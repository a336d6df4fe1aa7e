//! `smartflow`: command-line client for the update-request portal.
//!
//! # Usage
//!
//! ```
//! smartflow login --aadhaar 123456789012 --password password123
//! smartflow submit --type phone_change --value 9876543210 --doc proof.pdf
//! smartflow list
//! smartflow login --officer officer1@uidai.gov.in --password password123
//! smartflow queue
//! smartflow --config ~/.config/smartflow/config.toml approve REQ20250105101500A1B2C3
//! ```

use std::path::{Path, PathBuf};

use anyhow::{Context, Result, bail};
use clap::{Parser, Subcommand};
use serde::Deserialize;
use smartflow_client::{ApiClient, ClientConfig, Document, SessionContext, UploadPolicy};
use smartflow_core::{
  lifecycle::OfficerAction,
  request::{RequestStats, UpdateRequest, UpdateSubmission, UpdateType},
  session::Credentials,
};
use smartflow_store_sqlite::SqliteSessionStore;
use tracing::level_filters::LevelFilter;
use tracing_subscriber::EnvFilter;

// ─── CLI args ─────────────────────────────────────────────────────────────────

#[derive(Parser, Debug)]
#[command(name = "smartflow", about = "Client for the SmartFlow update-request portal")]
struct Args {
  /// Path to a TOML config file (url, store_path, timeout_secs).
  #[arg(short, long, value_name = "FILE")]
  config: Option<PathBuf>,

  /// Base URL of the server (default: http://127.0.0.1:5000).
  #[arg(long, env = "SMARTFLOW_URL")]
  url: Option<String>,

  /// Session database (default: ~/.local/share/smartflow/session.db).
  #[arg(long, env = "SMARTFLOW_STORE")]
  store: Option<PathBuf>,

  #[command(subcommand)]
  command: Command,
}

#[derive(Subcommand, Debug)]
enum Command {
  /// Log in as a citizen (--aadhaar) or an officer (--officer).
  Login {
    #[arg(long, conflicts_with = "officer", required_unless_present = "officer")]
    aadhaar:  Option<String>,
    /// Officer email or officer id.
    #[arg(long)]
    officer:  Option<String>,
    #[arg(long, env = "SMARTFLOW_PASSWORD", hide_env_values = true)]
    password: String,
  },
  /// End the session and clear stored data.
  Logout,
  /// Show the current principal.
  Whoami,
  /// Submit an update request.
  Submit {
    #[arg(long = "type")]
    update_type:    UpdateType,
    /// New value; for address changes use the --street group instead.
    #[arg(long, required_unless_present = "street")]
    value:          Option<String>,
    #[arg(long, requires_all = ["city", "state", "pincode"])]
    street:         Option<String>,
    #[arg(long)]
    city:           Option<String>,
    #[arg(long)]
    state:          Option<String>,
    #[arg(long)]
    pincode:        Option<String>,
    /// Supporting document; repeat for several.
    #[arg(long = "doc")]
    documents:      Vec<PathBuf>,
    /// Do not submit unless every document uploads.
    #[arg(long)]
    all_or_nothing: bool,
  },
  /// Show one request.
  Show { request_id: String },
  /// List your requests (served from cache with --offline).
  List {
    #[arg(long)]
    offline: bool,
  },
  /// Show the officer review queue.
  Queue,
  /// Approve a request under review.
  Approve { request_id: String },
  /// Reject a request under review.
  Reject {
    request_id: String,
    #[arg(long)]
    reason:     String,
  },
  /// Ask the citizen for more information.
  RequestInfo {
    request_id: String,
    #[arg(long)]
    comment:    String,
  },
  /// Show notifications.
  Notifications,
}

// ─── Config file ──────────────────────────────────────────────────────────────

#[derive(Deserialize, Default)]
struct ConfigFile {
  #[serde(default)]
  url:          Option<String>,
  #[serde(default)]
  store_path:   Option<PathBuf>,
  #[serde(default)]
  timeout_secs: Option<u64>,
}

// ─── Entry point ──────────────────────────────────────────────────────────────

#[tokio::main(flavor = "current_thread")]
async fn main() -> Result<()> {
  tracing_subscriber::fmt()
    .with_writer(std::io::stderr)
    .with_env_filter(
      EnvFilter::builder()
        .with_default_directive(LevelFilter::WARN.into())
        .from_env_lossy(),
    )
    .init();

  let args = Args::parse();

  let mut builder = config::Config::builder();
  if let Some(path) = &args.config {
    builder = builder.add_source(config::File::from(path.as_path()));
  }
  let file_cfg: ConfigFile = builder
    .add_source(config::Environment::with_prefix("SMARTFLOW"))
    .build()
    .context("reading config")?
    .try_deserialize()
    .context("parsing config")?;

  // CLI flags override the config file, which overrides defaults.
  let base_url = args
    .url
    .or(file_cfg.url)
    .unwrap_or_else(|| "http://127.0.0.1:5000".to_owned());
  let store_path = args
    .store
    .or(file_cfg.store_path)
    .unwrap_or_else(|| PathBuf::from("~/.local/share/smartflow/session.db"));
  let store_path = expand_tilde(&store_path);
  if let Some(parent) = store_path.parent() {
    std::fs::create_dir_all(parent)
      .with_context(|| format!("creating {}", parent.display()))?;
  }

  let store = SqliteSessionStore::open(&store_path)
    .await
    .with_context(|| format!("opening session store at {}", store_path.display()))?;
  let session = SessionContext::init(store).await.context("loading session")?;

  let mut config = ClientConfig::new(base_url);
  if let Some(secs) = file_cfg.timeout_secs {
    config.timeout = std::time::Duration::from_secs(secs);
  }
  let client = ApiClient::new(config, session).context("building HTTP client")?;

  run(&client, args.command).await
}

async fn run(client: &ApiClient<SqliteSessionStore>, command: Command) -> Result<()> {
  match command {
    Command::Login { aadhaar, officer, password } => {
      let creds = match (aadhaar, officer) {
        (Some(a), _) => Credentials::citizen(a, password),
        (None, Some(o)) => Credentials::officer(o, password),
        (None, None) => bail!("pass --aadhaar or --officer"),
      };
      let session = client.login(&creds).await?;
      println!("Logged in as {} ({})", session.profile.name, session.kind);
    }
    Command::Logout => {
      client.logout().await?;
      println!("Logged out");
    }
    Command::Whoami => match client.session().current() {
      Some(s) => println!("{} ({}, {})", s.profile.name, s.kind, s.profile.identifier),
      None => println!("Not logged in"),
    },
    Command::Submit {
      update_type,
      value,
      street,
      city,
      state,
      pincode,
      documents,
      all_or_nothing,
    } => {
      let submission = match (street, city, state, pincode, value) {
        (Some(street), Some(city), Some(state), Some(pincode), _) => {
          if update_type != UpdateType::AddressChange {
            bail!("--street is only valid with --type address_change");
          }
          UpdateSubmission::address(&street, &city, &state, &pincode)
        }
        (_, _, _, _, Some(value)) => UpdateSubmission::new(update_type, value),
        _ => bail!("pass --value, or the full --street/--city/--state/--pincode group"),
      };

      let needed = update_type.required_documents();
      if documents.is_empty() && !needed.is_empty() {
        eprintln!("Note: {} usually needs: {}", update_type.label(), needed.join(", "));
      }

      let mut docs = Vec::with_capacity(documents.len());
      for path in &documents {
        docs.push(Document::from_path(path).await?);
      }
      let policy =
        if all_or_nothing { UploadPolicy::AllOrNothing } else { UploadPolicy::BestEffort };

      let receipt = client.submit_update(submission, docs, policy).await?;
      println!("Submitted {}", receipt.request_id);
      println!("  {}", receipt.summary());
      for name in &receipt.failed {
        println!("  failed: {name}");
      }
      print_stage(&receipt.status, receipt.risk_score);
    }
    Command::Show { request_id } => {
      let request = client.fetch_request(&request_id).await?;
      print_request(&request);
    }
    Command::List { offline } => {
      let requests = if offline {
        client.session().cached_requests().await?
      } else {
        client.list_my_requests().await?
      };
      let stats = RequestStats::from_requests(&requests);
      println!(
        "{} total, {} approved, {} in review, {} rejected",
        stats.total, stats.approved, stats.in_review, stats.rejected
      );
      for r in &requests {
        let stage = r.stage().map(|s| s.label()).unwrap_or("Unknown");
        println!("{}  {:<16} {:<14} {}", r.request_id, r.update_type.label(), stage, r.submitted_label());
      }
    }
    Command::Queue => {
      let queue = client.pending_requests().await?;
      println!("{} awaiting review", queue.len());
      for r in &queue {
        let risk = r
          .risk_score
          .map(|s| format!("{:>3}% {}", s.percent(), s.bucket()))
          .unwrap_or_else(|| "unscored".to_owned());
        println!(
          "{}  {:<16} {:<12} {:<20} {}",
          r.request_id,
          r.update_type.label(),
          risk,
          r.user_name.as_deref().unwrap_or("-"),
          r.submitted_label()
        );
      }
    }
    Command::Approve { request_id } => {
      decide(client, &request_id, OfficerAction::Approve).await?;
    }
    Command::Reject { request_id, reason } => {
      decide(client, &request_id, OfficerAction::Reject { reason }).await?;
    }
    Command::RequestInfo { request_id, comment } => {
      decide(client, &request_id, OfficerAction::RequestInfo { comment }).await?;
    }
    Command::Notifications => {
      let board = client.refresh_notifications().await?;
      println!("{} unread", board.unread_count());
      for n in board.items() {
        let mark = if n.read { ' ' } else { '*' };
        println!("{mark} [{:?}] {}: {}", n.category, n.title, n.message);
      }
    }
  }
  Ok(())
}

async fn decide(
  client: &ApiClient<SqliteSessionStore>,
  request_id: &str,
  action: OfficerAction,
) -> Result<()> {
  let message = client.decide(request_id, &action).await?;
  println!("{message}");
  Ok(())
}

fn print_stage(status: &str, risk: Option<smartflow_core::risk::RiskScore>) {
  match smartflow_core::lifecycle::Stage::resolve(status, risk) {
    Ok(stage) => println!("  stage: {}", stage.label()),
    Err(e) => println!("  stage: unavailable ({e})"),
  }
  if let Some(score) = risk {
    println!("  risk:  {}% ({})", score.percent(), score.bucket());
  }
}

fn print_request(r: &UpdateRequest) {
  println!("{}  {}", r.request_id, r.update_type.label());
  println!("  submitted: {}", r.submitted_label());
  print_stage(&r.status, r.risk_score);
  for change in &r.details {
    println!(
      "  {}: {} -> {}",
      change.field,
      change.old_value.as_deref().unwrap_or("-"),
      change.new_value.as_deref().unwrap_or("-")
    );
  }
  if !r.documents.is_empty() {
    println!("  documents: {}", r.documents.join(", "));
  }
  if let Some(comment) = r.officer_comment() {
    println!("  officer comment: {comment}");
  }
}

/// Expand a leading `~` to the user's home directory.
fn expand_tilde(path: &Path) -> PathBuf {
  let s = path.to_string_lossy();
  if let Some(rest) = s.strip_prefix("~/")
    && let Ok(home) = std::env::var("HOME")
  {
    return PathBuf::from(home).join(rest);
  }
  path.to_path_buf()
}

REQUIRED WORK: Tally the lines of the records that contain "rest", then write only the total.

OUTPUT FOR THIS TASK: 2